___ Material provided ___

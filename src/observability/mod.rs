pub mod log;
pub mod noop;
pub mod traits;

pub use self::log::LogObserver;
pub use noop::NoopObserver;
pub use traits::{Observer, ObserverEvent, ObserverMetric};

use crate::config::ObservabilityConfig;
use std::sync::Arc;

/// Factory: create the right observer from config
pub fn create_observer(config: &ObservabilityConfig) -> Arc<dyn Observer> {
    match config.backend.as_str() {
        "log" => Arc::new(LogObserver::new()),
        "none" | "noop" => Arc::new(NoopObserver),
        _ => {
            tracing::warn!(
                "Unknown observability backend '{}', falling back to noop",
                config.backend
            );
            Arc::new(NoopObserver)
        }
    }
}

#[cfg(test)]
mod tests {
    use super::*;

    #[test]
    fn factory_none_returns_noop() {
        let cfg = ObservabilityConfig {
            backend: "none".into(),
        };
        assert_eq!(create_observer(&cfg).name(), "noop");
    }

    #[test]
    fn factory_log_returns_log() {
        let cfg = ObservabilityConfig {
            backend: "log".into(),
        };
        assert_eq!(create_observer(&cfg).name(), "log");
    }

    #[test]
    fn factory_unknown_falls_back_to_noop() {
        let cfg = ObservabilityConfig {
            backend: "prometheus".into(),
        };
        assert_eq!(create_observer(&cfg).name(), "noop");
    }

    #[test]
    fn factory_empty_string_falls_back_to_noop() {
        let cfg = ObservabilityConfig {
            backend: String::new(),
        };
        assert_eq!(create_observer(&cfg).name(), "noop");
    }
}
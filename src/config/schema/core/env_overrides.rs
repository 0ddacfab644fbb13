use super::super::{CacheBackend, EndpointConfig};
use super::Config;

fn non_empty(keys: &[&str]) -> Option<String> {
    keys.iter()
        .find_map(|key| std::env::var(key).ok().filter(|v| !v.trim().is_empty()))
}

fn apply_key(endpoint: &mut EndpointConfig, key: &str) {
    if let Some(value) = non_empty(&[key]) {
        endpoint.api_key = Some(value);
    }
}

impl Config {
    pub fn apply_env_overrides(&mut self) {
        if let Some(host) = non_empty(&["HUMANIZER_HOST", "HOST"]) {
            self.gateway.host = host;
        }

        if let Some(port_str) = non_empty(&["HUMANIZER_PORT", "PORT"])
            && let Ok(port) = port_str.parse::<u16>()
        {
            self.gateway.port = port;
        }

        if let Some(backend) = non_empty(&["HUMANIZER_CACHE_BACKEND"]) {
            match backend.to_ascii_lowercase().as_str() {
                "memory" => self.cache.backend = CacheBackend::Memory,
                "redis" => self.cache.backend = CacheBackend::Redis,
                "none" | "off" | "disabled" => self.cache.backend = CacheBackend::None,
                other => tracing::warn!("Ignoring unknown HUMANIZER_CACHE_BACKEND '{other}'"),
            }
        }

        if let Some(url) = non_empty(&["HUMANIZER_CACHE_URL", "REDIS_URL"]) {
            self.cache.url = url;
        }

        if let Some(key) = non_empty(&["LANGUAGETOOL_API_KEY"]) {
            self.providers.grammar.api_key = Some(key);
        }
        if let Some(username) = non_empty(&["LANGUAGETOOL_USERNAME"]) {
            self.providers.grammar.username = Some(username);
        }

        if let Some(key) = non_empty(&["HUMANIZER_REWRITE_API_KEY", "OPENAI_API_KEY"]) {
            self.providers.rewrite.api_key = Some(key);
        }
        if let Some(model) = non_empty(&["HUMANIZER_REWRITE_MODEL"]) {
            self.providers.rewrite.model = model;
        }
        if let Some(base_url) = non_empty(&["HUMANIZER_REWRITE_BASE_URL"]) {
            self.providers.rewrite.base_url = Some(base_url);
        }

        apply_key(&mut self.providers.detection.gptzero, "GPTZERO_API_KEY");
        apply_key(&mut self.providers.detection.originality, "ORIGINALITY_API_KEY");
        apply_key(&mut self.providers.detection.turnitin, "TURNITIN_API_KEY");
        apply_key(&mut self.providers.plagiarism.turnitin, "TURNITIN_API_KEY");
        apply_key(&mut self.providers.detection.copyleaks, "COPYLEAKS_API_KEY");
        apply_key(&mut self.providers.plagiarism.copyleaks, "COPYLEAKS_API_KEY");
        apply_key(&mut self.providers.plagiarism.grammarly, "GRAMMARLY_API_KEY");
    }
}
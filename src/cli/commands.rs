use clap::{Parser, Subcommand};
use humanizer::pipeline::Tone;
use std::path::PathBuf;

/// `humanizer` - rewrite machine-generated text so it reads naturally.
#[derive(Parser, Debug)]
#[command(name = "humanizer")]
#[command(version)]
#[command(
    about = "Grammar correction, tone rewriting, AI-detection and plagiarism scoring.",
    long_about = None
)]
pub struct Cli {
    /// Config file (default: ~/.humanizer/config.toml, created on first run)
    #[arg(long, global = true)]
    pub config: Option<PathBuf>,

    #[command(subcommand)]
    pub command: Commands,
}

#[derive(Subcommand, Debug)]
pub enum Commands {
    /// Start the HTTP API
    Serve {
        /// Host to bind to (overrides config and environment)
        #[arg(long)]
        host: Option<String>,

        /// Port to listen on (use 0 for random available port)
        #[arg(short, long)]
        port: Option<u16>,
    },

    /// Convert text once and print the result as JSON
    Convert {
        /// formal, casual or balanced
        #[arg(short, long, default_value = "balanced")]
        tone: Tone,

        /// Skip AI-detection scoring
        #[arg(long)]
        no_detection: bool,

        /// Skip plagiarism scoring
        #[arg(long)]
        no_plagiarism: bool,

        /// Allow hedges and fillers that go beyond meaning-preserving edits
        #[arg(long)]
        allow_rewording: bool,

        /// Text to convert; `-` or nothing reads stdin
        text: Option<String>,
    },
}
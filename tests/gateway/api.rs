use crate::support::GatewayTestServer;
use reqwest::StatusCode;
use serde_json::{Value, json};

async fn post(server: &GatewayTestServer, path: &str, body: Value) -> (StatusCode, Value) {
    let response = reqwest::Client::new()
        .post(server.url(path))
        .json(&body)
        .send()
        .await
        .expect("request should complete");
    let status = response.status();
    let body = response.json().await.expect("response should be json");
    (status, body)
}

#[tokio::test]
async fn root_and_health_describe_the_service() {
    let server = GatewayTestServer::start().await;
    let client = reqwest::Client::new();

    let root: Value = client
        .get(server.url("/"))
        .send()
        .await
        .expect("root should respond")
        .json()
        .await
        .expect("root should be json");
    assert_eq!(root["status"], "active");

    let health: Value = client
        .get(server.url("/health"))
        .send()
        .await
        .expect("health should respond")
        .json()
        .await
        .expect("health should be json");
    assert_eq!(health["status"], "healthy");
    assert_eq!(health["services"]["grammar"], json!(["rules"]));
    assert_eq!(health["services"]["detection"], json!(["heuristic"]));
    assert_eq!(health["cache"]["backend"], "memory");
    assert!(health["runtime"]["components"].is_object());
}

#[tokio::test]
async fn grammar_endpoint_reports_edits() {
    let server = GatewayTestServer::start().await;
    let (status, body) = post(
        &server,
        "/api/grammar",
        json!({"text": "We should of gone there earlier ."}),
    )
    .await;
    assert_eq!(status, StatusCode::OK);
    assert_eq!(body["original_text"], "We should of gone there earlier .");
    assert_eq!(body["corrected_text"], "We should have gone there earlier.");
    assert!(body["edits_count"].as_u64().unwrap() >= 2);
    assert_eq!(body["degraded"], false);
    assert_eq!(body["status"], "success");
}

#[tokio::test]
async fn humanize_endpoint_follows_tone() {
    let server = GatewayTestServer::start().await;
    let (status, body) = post(
        &server,
        "/api/humanize",
        json!({"text": "We do not need it right now.", "tone": "casual"}),
    )
    .await;
    assert_eq!(status, StatusCode::OK);
    assert!(body["humanized_text"].as_str().unwrap().contains("don't"));
    assert_eq!(body["tone"], "casual");
    let score = body["humanization_score"].as_f64().unwrap();
    assert!((0.0..=1.0).contains(&score));
}

#[tokio::test]
async fn scoring_endpoints_return_scores_and_flags() {
    let server = GatewayTestServer::start().await;
    let text = "The implementation of artificial intelligence technologies has transformed many industries.";

    let (status, detect) = post(&server, "/api/detect", json!({"text": text})).await;
    assert_eq!(status, StatusCode::OK);
    assert_eq!(detect["text"], text);
    assert!(detect["detection_score"].as_f64().unwrap() < 0.5);
    assert_eq!(detect["is_ai_detected"], false);

    let (status, plagiarism) = post(&server, "/api/plagiarism", json!({"text": text})).await;
    assert_eq!(status, StatusCode::OK);
    assert!(plagiarism["plagiarism_score"].as_f64().unwrap() <= 0.3);
    assert_eq!(plagiarism["is_plagiarized"], false);
}

#[tokio::test]
async fn convert_returns_the_full_response() {
    let server = GatewayTestServer::start().await;
    let (status, body) = post(
        &server,
        "/api/convert",
        json!({
            "text": "The implementation of artificial intelligence technologies has revolutionized various industries.",
            "tone": "balanced",
            "preserve_meaning": true,
            "check_plagiarism": true,
            "check_ai_detection": true
        }),
    )
    .await;
    assert_eq!(status, StatusCode::OK);
    assert_eq!(
        body["converted_text"],
        "The implementation of artificial intelligence technologies has transformed many industries."
    );
    assert!(body["grammar"]["score"].is_number());
    assert!(body["humanized"]["metadata"]["engine"].is_string());
    assert!(body["detection"]["score"].is_number());
    assert!(body["plagiarism"]["score"].is_number());
    let confidence = body["confidence"].as_f64().unwrap();
    assert!(confidence > 0.7 && confidence <= 1.0, "{confidence}");
    assert!(body["processing_time_ms"].is_u64());
}

#[tokio::test]
async fn convert_omits_skipped_checks() {
    let server = GatewayTestServer::start().await;
    let (status, body) = post(
        &server,
        "/api/convert",
        json!({
            "text": "Short notes are fine too.",
            "check_plagiarism": false,
            "check_ai_detection": false
        }),
    )
    .await;
    assert_eq!(status, StatusCode::OK);
    assert!(body.get("detection").is_none());
    assert!(body.get("plagiarism").is_none());
}

#[tokio::test]
async fn concurrent_conversions_match_their_own_single_results() {
    let bodies = [
        json!({"text": "The implementation of artificial intelligence technologies has revolutionized various industries.", "tone": "balanced"}),
        json!({"text": "We do not think the new policy is ready for a wider rollout.", "tone": "casual"}),
        json!({"text": "It's clear that the team can't finish the migration by Friday.", "tone": "formal"}),
        json!({"text": "In 2021, Microsoft utilized 3 data centers in Dublin.", "tone": "balanced"}),
        json!({"text": "We should of gone there earlier , but the roads were closed.", "tone": "casual"}),
    ];

    let reference = GatewayTestServer::start().await;
    let mut expected = Vec::new();
    for body in &bodies {
        let (status, response) = post(&reference, "/api/convert", body.clone()).await;
        assert_eq!(status, StatusCode::OK);
        expected.push(response);
    }

    let server = GatewayTestServer::start().await;
    let client = reqwest::Client::new();
    let requests = bodies.iter().map(|body| {
        let client = client.clone();
        let url = server.url("/api/convert");
        async move {
            let response = client
                .post(url)
                .json(body)
                .send()
                .await
                .expect("request should complete");
            let status = response.status();
            let value: Value = response.json().await.expect("response should be json");
            (status, value)
        }
    });
    let responses = futures_util::future::join_all(requests).await;

    for ((body, (status, got)), want) in bodies.iter().zip(&responses).zip(&expected) {
        assert_eq!(*status, StatusCode::OK);
        assert_eq!(got["original_text"], body["text"]);
        assert_eq!(got["original_text"], want["original_text"]);
        assert_eq!(got["converted_text"], want["converted_text"]);
        assert_eq!(got["confidence"], want["confidence"]);
    }
}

___

## Requirement
Quote only the stretch of lines that starts the data above and ends with the line containing "use super::*;", both included.

## Solution to this exercise
filename src/observability/mod.rs
pub mod log;
pub mod noop;
pub mod traits;

pub use self::log::LogObserver;
pub use noop::NoopObserver;
pub use traits::{Observer, ObserverEvent, ObserverMetric};

use crate::config::ObservabilityConfig;
use std::sync::Arc;

/// Factory: create the right observer from config
pub fn create_observer(config: &ObservabilityConfig) -> Arc<dyn Observer> {
    match config.backend.as_str() {
        "log" => Arc::new(LogObserver::new()),
        "none" | "noop" => Arc::new(NoopObserver),
        _ => {
            tracing::warn!(
                "Unknown observability backend '{}', falling back to noop",
                config.backend
            );
            Arc::new(NoopObserver)
        }
    }
}

#[cfg(test)]
mod tests {
    use super::*;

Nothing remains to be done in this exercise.